The ABCD approach – developed decades ago at Northwestern University in Chicago in the United States – allows employees to act as facilitators, and foster community ownership of initiatives that ultimately translate into long-term sustainability.

This was highlighted at the FirstRand Beyond Painting Classrooms workshop held for corporate entities and NGOs to take them through a short introductory masterclass of the approach, which focuses on identifying and mobilizing the assets, strengths and gifts already available within communities, and encourages active participation by citizens in their own capacity.

FirstRand Volunteers Manager Desireé Storey, who hosted the event, says: “Our aim is to share a new approach to employee volunteering that shifts from a needs-based, problem-solving approach to one that uses the existing strengths and capacities of communities as the starting point for social investment engagement, policies and practises.

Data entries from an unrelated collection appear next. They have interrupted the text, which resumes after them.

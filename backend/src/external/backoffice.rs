//! Back-office REST API client
//!
//! The back-office is the source of truth for sellers, orders, assets and
//! daily loads. Every call forwards the operator's bearer token.

use std::time::Duration;

use async_trait::async_trait;
use reqwest::{Client, RequestBuilder, Response, StatusCode};
use serde::{de::DeserializeOwned, Deserialize};
use shared::{Asset, AssetScope, DailyLoad, DailyLoadStatus, DebtPayment, Order, Seller};
use uuid::Uuid;

use crate::config::BackofficeConfig;
use crate::error::{AppError, AppResult};
use crate::middleware::Session;

/// Operations the gateway needs from the back-office
#[async_trait]
pub trait BackofficeApi: Send + Sync {
    async fn list_sellers(&self, session: &Session) -> AppResult<Vec<Seller>>;

    async fn get_seller(&self, session: &Session, seller_id: Uuid) -> AppResult<Seller>;

    async fn list_orders_for_seller(&self, session: &Session, seller_id: Uuid)
        -> AppResult<Vec<Order>>;

    async fn get_order(&self, session: &Session, order_id: Uuid) -> AppResult<Order>;

    async fn list_assets(&self, session: &Session, scope: Option<AssetScope>)
        -> AppResult<Vec<Asset>>;

    /// Persist a new open load; the back-office decrements pending balances
    async fn create_daily_load(&self, session: &Session, load: &DailyLoad) -> AppResult<DailyLoad>;

    async fn list_daily_loads(
        &self,
        session: &Session,
        status: Option<DailyLoadStatus>,
        seller_id: Option<Uuid>,
    ) -> AppResult<Vec<DailyLoad>>;

    async fn get_daily_load(&self, session: &Session, load_id: Uuid) -> AppResult<DailyLoad>;

    /// Close a load; the back-office updates debt, asset status and deliveries
    async fn close_daily_load(
        &self,
        session: &Session,
        load_id: Uuid,
        load: &DailyLoad,
    ) -> AppResult<DailyLoad>;

    /// Record a debt payment and return the updated seller
    async fn record_payment(
        &self,
        session: &Session,
        seller_id: Uuid,
        payment: &DebtPayment,
    ) -> AppResult<Seller>;
}

/// List responses arrive either bare or wrapped in `{"data": [...]}`
#[derive(Deserialize)]
#[serde(untagged)]
enum ListEnvelope<T> {
    Bare(Vec<T>),
    Wrapped { data: Vec<T> },
}

impl<T> ListEnvelope<T> {
    fn into_vec(self) -> Vec<T> {
        match self {
            ListEnvelope::Bare(items) => items,
            ListEnvelope::Wrapped { data } => data,
        }
    }
}

/// reqwest implementation of [`BackofficeApi`]
#[derive(Clone)]
pub struct RestBackofficeClient {
    client: Client,
    base_url: String,
    api_key: Option<String>,
}

impl RestBackofficeClient {
    /// Create a client from configuration
    pub fn new(config: &BackofficeConfig) -> AppResult<Self> {
        let client = Client::builder()
            .timeout(Duration::from_secs(config.timeout_secs))
            .build()
            .map_err(|e| AppError::Configuration(format!("HTTP client: {}", e)))?;

        Ok(Self {
            client,
            base_url: config.base_url.trim_end_matches('/').to_string(),
            api_key: config.api_key.clone(),
        })
    }

    /// Create a client against a custom base URL (for testing)
    pub fn with_base_url(base_url: String) -> Self {
        Self {
            client: Client::new(),
            base_url: base_url.trim_end_matches('/').to_string(),
            api_key: None,
        }
    }

    pub fn with_api_key(mut self, api_key: impl Into<String>) -> Self {
        self.api_key = Some(api_key.into());
        self
    }

    fn url(&self, path: &str) -> String {
        format!("{}{}", self.base_url, path)
    }

    fn authorize(&self, request: RequestBuilder, session: &Session) -> RequestBuilder {
        let request = request.bearer_auth(&session.token);
        match &self.api_key {
            Some(key) => request.header("X-Api-Key", key),
            None => request,
        }
    }

    async fn send<T: DeserializeOwned>(
        &self,
        request: RequestBuilder,
        session: &Session,
        resource: &str,
    ) -> AppResult<T> {
        let response = self
            .authorize(request, session)
            .send()
            .await
            .map_err(|e| AppError::ExternalService(format!("Back-office request failed: {}", e)))?;

        let response = check_status(response, resource).await?;

        response.json::<T>().await.map_err(|e| {
            AppError::ExternalService(format!("Failed to parse {} response: {}", resource, e))
        })
    }

    async fn send_list<T: DeserializeOwned>(
        &self,
        request: RequestBuilder,
        session: &Session,
        resource: &str,
    ) -> AppResult<Vec<T>> {
        let envelope: ListEnvelope<T> = self.send(request, session, resource).await?;
        Ok(envelope.into_vec())
    }
}

/// Map a non-success upstream status onto a gateway error
pub(crate) fn map_status(status: StatusCode, resource: &str, body: String) -> AppError {
    let detail = if body.trim().is_empty() {
        status.to_string()
    } else {
        body
    };

    match status {
        StatusCode::UNAUTHORIZED | StatusCode::FORBIDDEN => AppError::Unauthorized {
            message: format!("Back-office denied access to {}", resource),
            message_es: "El sistema central denegó el acceso".to_string(),
        },
        StatusCode::NOT_FOUND => AppError::NotFound(resource.to_string()),
        StatusCode::CONFLICT => AppError::Conflict(detail),
        StatusCode::BAD_REQUEST | StatusCode::UNPROCESSABLE_ENTITY => {
            AppError::UpstreamRejected(detail)
        }
        _ => AppError::ExternalService(format!("Back-office error: {} - {}", status, detail)),
    }
}

async fn check_status(response: Response, resource: &str) -> AppResult<Response> {
    let status = response.status();
    if status.is_success() {
        return Ok(response);
    }
    let body = response.text().await.unwrap_or_default();
    tracing::warn!(%status, resource, "Back-office returned an error");
    Err(map_status(status, resource, body))
}

#[async_trait]
impl BackofficeApi for RestBackofficeClient {
    async fn list_sellers(&self, session: &Session) -> AppResult<Vec<Seller>> {
        let request = self.client.get(self.url("/sellers"));
        self.send_list(request, session, "Sellers").await
    }

    async fn get_seller(&self, session: &Session, seller_id: Uuid) -> AppResult<Seller> {
        let request = self.client.get(self.url(&format!("/sellers/{}", seller_id)));
        self.send(request, session, "Seller").await
    }

    async fn list_orders_for_seller(
        &self,
        session: &Session,
        seller_id: Uuid,
    ) -> AppResult<Vec<Order>> {
        let request = self
            .client
            .get(self.url("/orders"))
            .query(&[("userId", seller_id.to_string())]);
        self.send_list(request, session, "Orders").await
    }

    async fn get_order(&self, session: &Session, order_id: Uuid) -> AppResult<Order> {
        let request = self.client.get(self.url(&format!("/orders/{}", order_id)));
        self.send(request, session, "Order").await
    }

    async fn list_assets(
        &self,
        session: &Session,
        scope: Option<AssetScope>,
    ) -> AppResult<Vec<Asset>> {
        let mut request = self.client.get(self.url("/assets"));
        if let Some(scope) = scope {
            request = request.query(&[("scope", scope.as_str())]);
        }
        self.send_list(request, session, "Assets").await
    }

    async fn create_daily_load(&self, session: &Session, load: &DailyLoad) -> AppResult<DailyLoad> {
        let request = self.client.post(self.url("/daily-loads")).json(load);
        self.send(request, session, "Daily load").await
    }

    async fn list_daily_loads(
        &self,
        session: &Session,
        status: Option<DailyLoadStatus>,
        seller_id: Option<Uuid>,
    ) -> AppResult<Vec<DailyLoad>> {
        let mut query: Vec<(&str, String)> = Vec::new();
        if let Some(status) = status {
            query.push(("status", status.as_str().to_string()));
        }
        if let Some(seller_id) = seller_id {
            query.push(("sellerId", seller_id.to_string()));
        }
        let request = self.client.get(self.url("/daily-loads")).query(&query);
        self.send_list(request, session, "Daily loads").await
    }

    async fn get_daily_load(&self, session: &Session, load_id: Uuid) -> AppResult<DailyLoad> {
        let request = self
            .client
            .get(self.url(&format!("/daily-loads/{}", load_id)));
        self.send(request, session, "Daily load").await
    }

    async fn close_daily_load(
        &self,
        session: &Session,
        load_id: Uuid,
        load: &DailyLoad,
    ) -> AppResult<DailyLoad> {
        let request = self
            .client
            .put(self.url(&format!("/daily-loads/{}/close", load_id)))
            .json(load);
        self.send(request, session, "Daily load").await
    }

    async fn record_payment(
        &self,
        session: &Session,
        seller_id: Uuid,
        payment: &DebtPayment,
    ) -> AppResult<Seller> {
        let request = self
            .client
            .post(self.url(&format!("/sellers/{}/payments", seller_id)))
            .json(payment);
        self.send(request, session, "Seller").await
    }
}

“Through Beyond Painting Classrooms, FirstRand is committed to forming collaborations and building systems for action-orientated volunteering, learning through practice, and strengthening value added by corporate communities.”

Session facilitator Janine Ward, a director at Space4Impact, said while many organisations might talk about corporate social investment, few rarely do it authentically.

“Too often, traditional approaches place professionals in positions of power, determining what the community needs and determining how investment will proceed,” says Ward.

“Through ABCD and other strength-based approaches, the community remains in control and the professionals act as facilitators, and we have seen the results. Community ownership of initiatives directly translates to sustainability. This is because we can identify concrete opportunities to strengthen collaboration, and see how those communities can buy into the investment programme.”

Ninnette Eliasov of Ikhala Trust, an NGO, says “the wheels are falling off” corporate social investment as it currently stands.

“Community expectations are not being met, and volunteers are not adequately trained. On the ground, we are seeing dependency entitlement, opportunistic leadership, manipulation, and communities unwilling to pitch for corporate media displays as it deteriorates into an ‘us and them’ scenario.

“We find the ABCD approach offers a solid solution because it brings money into communities in a more sensitive and cautious way, and builds trust as funding follows positive initiatives.

It is the best way for brands to find authentic relationships for co-investment in training, financial or material support, which leads to a win-win impact for both parties, and at half the budget.”